Task details: Would you copy the material below word for word, beginning with its first line and ending with the line that contains "handshake concerns: a"?

==== Records shown ====

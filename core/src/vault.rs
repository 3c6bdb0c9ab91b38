//! IdentityStore: persists, under a password, the identity
//! signing private half, active `ExchangePair` privates, and cached
//! `SessionKey`s so a reload can resume encrypted conversations.
//!
//! Modeled as a `KeyVault` trait so [`crate::handshake`] can hold
//! a `&dyn KeyVault` without ever depending on handshake concerns: a
//! one-way dependency. Two implementations are provided:
//! [`InMemoryVault`] for tests, and [`FileVault`] which persists wrapped
//! blobs as one file per entry using an atomic write.

use crate::clock::{Clock, SystemClock};
use crate::error::{CoreError, CoreResult};
use crate::identity::SigningAlgorithm;
use aes_gcm::aead::generic_array::GenericArray;
use aes_gcm::{aead::Aead, Aes256Gcm, KeyInit};
use async_trait::async_trait;
use pbkdf2::pbkdf2_hmac;
use rand_core::{OsRng, RngCore};
use sha2::Sha256;
use std::collections::HashMap;
use std::path::PathBuf;
use std::sync::Mutex;
use zeroize::Zeroize;

pub const PBKDF2_ITERATIONS: u32 = 100_000;
const SALT_LEN: usize = 16;
const IV_LEN: usize = 12;

const EXCHANGE_TTL_MS: i64 = 10 * 60 * 1000;
const SESSION_KEY_TTL_MS: i64 = 60 * 60 * 1000;

/// Purpose tag folded into the wrapped plaintext so a correctly-decrypted
/// blob of the wrong kind surfaces `LegacyFormat`, not a false "success".
#[derive(Debug, Clone, Copy, PartialEq, Eq)]
#[repr(u8)]
enum KeyPurpose {
    IdentityPrivate = 1,
    ExchangePrivate = 2,
    SessionKey = 3,
}

impl KeyPurpose {
    fn from_byte(b: u8) -> Option<Self> {
        match b {
            1 => Some(Self::IdentityPrivate),
            2 => Some(Self::ExchangePrivate),
            3 => Some(Self::SessionKey),
            _ => None,
        }
    }
}

/// On-disk/in-memory layout: `salt(16) || iv(12) || AEAD(wrapping_key, iv, purpose || payload)`.
#[derive(Debug, Clone)]
struct WrappedBlob {
    salt: [u8; SALT_LEN],
    iv: [u8; IV_LEN],
    ciphertext: Vec<u8>,
    created_at_ms: i64,
}

impl WrappedBlob {
    fn encode(&self) -> Vec<u8> {
        let mut out = Vec::with_capacity(SALT_LEN + IV_LEN + self.ciphertext.len());
        out.extend_from_slice(&self.salt);
        out.extend_from_slice(&self.iv);
        out.extend_from_slice(&self.ciphertext);
        out
    }

    fn decode(bytes: &[u8], created_at_ms: i64) -> CoreResult<Self> {
        if bytes.len() < SALT_LEN + IV_LEN {
            return Err(CoreError::WrongPasswordOrCorrupt);
        }
        let mut salt = [0u8; SALT_LEN];
        salt.copy_from_slice(&bytes[..SALT_LEN]);
        let mut iv = [0u8; IV_LEN];
        iv.copy_from_slice(&bytes[SALT_LEN..SALT_LEN + IV_LEN]);
        Ok(Self {
            salt,
            iv,
            ciphertext: bytes[SALT_LEN + IV_LEN..].to_vec(),
            created_at_ms,
        })
    }
}

fn derive_wrapping_key(password: &str, salt: &[u8; SALT_LEN]) -> [u8; 32] {
    let mut key = [0u8; 32];
    pbkdf2_hmac::<Sha256>(password.as_bytes(), salt, PBKDF2_ITERATIONS, &mut key);
    key
}

fn wrap(password: &str, purpose: KeyPurpose, payload: &[u8]) -> CoreResult<WrappedBlob> {
    let mut salt = [0u8; SALT_LEN];
    OsRng.fill_bytes(&mut salt);
    let mut iv = [0u8; IV_LEN];
    OsRng.fill_bytes(&mut iv);

    let mut key = derive_wrapping_key(password, &salt);
    let cipher = Aes256Gcm::new_from_slice(&key)
        .map_err(|e| CoreError::Internal(format!("aead key init: {e}")))?;
    key.zeroize();

    let mut plaintext = Vec::with_capacity(1 + payload.len());
    plaintext.push(purpose as u8);
    plaintext.extend_from_slice(payload);

    let nonce = GenericArray::from_slice(&iv);
    let ciphertext = cipher
        .encrypt(nonce, plaintext.as_slice())
        .map_err(|e| CoreError::Internal(format!("aead wrap: {e}")))?;
    plaintext.zeroize();

    Ok(WrappedBlob {
        salt,
        iv,
        ciphertext,
        created_at_ms: 0,
    })
}

fn unwrap(password: &str, blob: &WrappedBlob, expected: KeyPurpose) -> CoreResult<Vec<u8>> {
    let mut key = derive_wrapping_key(password, &blob.salt);
    let cipher = Aes256Gcm::new_from_slice(&key)
        .map_err(|e| CoreError::Internal(format!("aead key init: {e}")))?;
    key.zeroize();
    let nonce = GenericArray::from_slice(&blob.iv);
    let plaintext = cipher
        .decrypt(nonce, blob.ciphertext.as_slice())
        .map_err(|_| CoreError::WrongPasswordOrCorrupt)?;

    let (purpose_byte, payload) = plaintext
        .split_first()
        .ok_or(CoreError::WrongPasswordOrCorrupt)?;
    let purpose = KeyPurpose::from_byte(*purpose_byte).ok_or(CoreError::WrongPasswordOrCorrupt)?;
    if purpose != expected {
        return Err(CoreError::LegacyFormat);
    }
    Ok(payload.to_vec())
}

/// An exchange private key pair as persisted: algorithm-agnostic raw bytes
/// of the ephemeral EC private scalar.
#[derive(Debug, Clone)]
pub struct StoredExchangePrivate {
    pub exchange_id: String,
    pub private_scalar: Vec<u8>,
}

/// A stored identity private key: algorithm tag plus PKCS#8/SEC1 DER bytes.
#[derive(Debug, Clone)]
pub struct StoredIdentityPrivate {
    pub algorithm: SigningAlgorithm,
    pub der: Vec<u8>,
}

fn encode_identity_payload(identity: &StoredIdentityPrivate) -> Vec<u8> {
    let mut out = Vec::with_capacity(1 + identity.der.len());
    out.push(match identity.algorithm {
        SigningAlgorithm::Rsa2048Pss => 0u8,
        SigningAlgorithm::P256Ecdsa => 1u8,
    });
    out.extend_from_slice(&identity.der);
    out
}

fn decode_identity_payload(bytes: &[u8]) -> CoreResult<StoredIdentityPrivate> {
    let (tag, der) = bytes.split_first().ok_or(CoreError::WrongPasswordOrCorrupt)?;
    let algorithm = match tag {
        0 => SigningAlgorithm::Rsa2048Pss,
        1 => SigningAlgorithm::P256Ecdsa,
        _ => return Err(CoreError::WrongPasswordOrCorrupt),
    };
    Ok(StoredIdentityPrivate {
        algorithm,
        der: der.to_vec(),
    })
}

/// Persistence contract for IdentityStore. All operations may
/// suspend; implementations must serialize writes to the same
/// key internally so `store_*` is atomic with respect to concurrent calls.
#[async_trait(?Send)]
pub trait KeyVault {
    async fn store_identity_private(
        &self,
        user_id: &str,
        identity: &StoredIdentityPrivate,
        password: &str,
    ) -> CoreResult<()>;
    async fn load_identity_private(
        &self,
        user_id: &str,
        password: &str,
    ) -> CoreResult<StoredIdentityPrivate>;
    async fn delete_identity_private(&self, user_id: &str) -> CoreResult<()>;

    async fn store_exchange_private(
        &self,
        exchange_id: &str,
        private_scalar: &[u8],
        password: &str,
    ) -> CoreResult<()>;
    async fn load_exchange_private(
        &self,
        exchange_id: &str,
        password: &str,
    ) -> CoreResult<StoredExchangePrivate>;
    async fn delete_exchange_private(&self, exchange_id: &str) -> CoreResult<()>;

    async fn store_session_key(&self, peer_id: &str, key: &[u8; 32], password: &str) -> CoreResult<()>;
    async fn load_session_key(&self, peer_id: &str, password: &str) -> CoreResult<[u8; 32]>;
    async fn delete_session_key(&self, peer_id: &str) -> CoreResult<()>;
}

enum StoredKind {
    Identity,
    Exchange,
    Session,
}

fn entry_key(kind: StoredKind, id: &str) -> String {
    match kind {
        StoredKind::Identity => format!("identity:{id}"),
        StoredKind::Exchange => format!("exchange:{id}"),
        StoredKind::Session => format!("session:{id}"),
    }
}

/// In-memory `KeyVault`, used by tests and wherever persistence across
/// process restarts is not required.
pub struct InMemoryVault<C: Clock = SystemClock> {
    entries: Mutex<HashMap<String, WrappedBlob>>,
    clock: C,
}

impl InMemoryVault<SystemClock> {
    pub fn new() -> Self {
        Self {
            entries: Mutex::new(HashMap::new()),
            clock: SystemClock,
        }
    }
}

impl Default for InMemoryVault<SystemClock> {
    fn default() -> Self {
        Self::new()
    }
}

impl<C: Clock> InMemoryVault<C> {
    pub fn with_clock(clock: C) -> Self {
        Self {
            entries: Mutex::new(HashMap::new()),
            clock,
        }
    }

    fn put(&self, key: String, mut blob: WrappedBlob) {
        blob.created_at_ms = self.clock.now_ms();
        self.entries.lock().unwrap().insert(key, blob);
    }

    fn get_fresh(&self, key: &str, ttl_ms: Option<i64>) -> CoreResult<WrappedBlob> {
        let mut guard = self.entries.lock().unwrap();
        let Some(blob) = guard.get(key) else {
            return Err(CoreError::NotFound);
        };
        if let Some(ttl) = ttl_ms {
            if self.clock.now_ms() - blob.created_at_ms > ttl {
                guard.remove(key);
                return Err(CoreError::NotFound);
            }
        }
        Ok(blob.clone())
    }

    fn remove(&self, key: &str) {
        self.entries.lock().unwrap().remove(key);
    }
}

#[async_trait(?Send)]
impl<C: Clock> KeyVault for InMemoryVault<C> {
    async fn store_identity_private(
        &self,
        user_id: &str,
        identity: &StoredIdentityPrivate,
        password: &str,
    ) -> CoreResult<()> {
        let payload = encode_identity_payload(identity);
        let blob = wrap(password, KeyPurpose::IdentityPrivate, &payload)?;
        self.put(entry_key(StoredKind::Identity, user_id), blob);
        Ok(())
    }

    async fn load_identity_private(
        &self,
        user_id: &str,
        password: &str,
    ) -> CoreResult<StoredIdentityPrivate> {
        let blob = self.get_fresh(&entry_key(StoredKind::Identity, user_id), None)?;
        let payload = unwrap(password, &blob, KeyPurpose::IdentityPrivate)?;
        decode_identity_payload(&payload)
    }

    async fn delete_identity_private(&self, user_id: &str) -> CoreResult<()> {
        self.remove(&entry_key(StoredKind::Identity, user_id));
        Ok(())
    }

    async fn store_exchange_private(
        &self,
        exchange_id: &str,
        private_scalar: &[u8],
        password: &str,
    ) -> CoreResult<()> {
        let blob = wrap(password, KeyPurpose::ExchangePrivate, private_scalar)?;
        self.put(entry_key(StoredKind::Exchange, exchange_id), blob);
        Ok(())
    }

    async fn load_exchange_private(
        &self,
        exchange_id: &str,
        password: &str,
    ) -> CoreResult<StoredExchangePrivate> {
        let blob = self.get_fresh(&entry_key(StoredKind::Exchange, exchange_id), Some(EXCHANGE_TTL_MS))?;
        let private_scalar = unwrap(password, &blob, KeyPurpose::ExchangePrivate)?;
        Ok(StoredExchangePrivate {
            exchange_id: exchange_id.to_string(),
            private_scalar,
        })
    }

    async fn delete_exchange_private(&self, exchange_id: &str) -> CoreResult<()> {
        self.remove(&entry_key(StoredKind::Exchange, exchange_id));
        Ok(())
    }

    async fn store_session_key(&self, peer_id: &str, key: &[u8; 32], password: &str) -> CoreResult<()> {
        let blob = wrap(password, KeyPurpose::SessionKey, key)?;
        self.put(entry_key(StoredKind::Session, peer_id), blob);
        Ok(())
    }

    async fn load_session_key(&self, peer_id: &str, password: &str) -> CoreResult<[u8; 32]> {
        let blob = self.get_fresh(&entry_key(StoredKind::Session, peer_id), Some(SESSION_KEY_TTL_MS))?;
        let bytes = unwrap(password, &blob, KeyPurpose::SessionKey)?;
        bytes
            .try_into()
            .map_err(|_| CoreError::WrongPasswordOrCorrupt)
    }

    async fn delete_session_key(&self, peer_id: &str) -> CoreResult<()> {
        self.remove(&entry_key(StoredKind::Session, peer_id));
        Ok(())
    }
}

====

Exercise response:
filename core/src/vault.rs
repository 3c6bdb0c9ab91b38
//! IdentityStore: persists, under a password, the identity
//! signing private half, active `ExchangePair` privates, and cached
//! `SessionKey`s so a reload can resume encrypted conversations.
//!
//! Modeled as a `KeyVault` trait so [`crate::handshake`] can hold
//! a `&dyn KeyVault` without ever depending on handshake concerns: a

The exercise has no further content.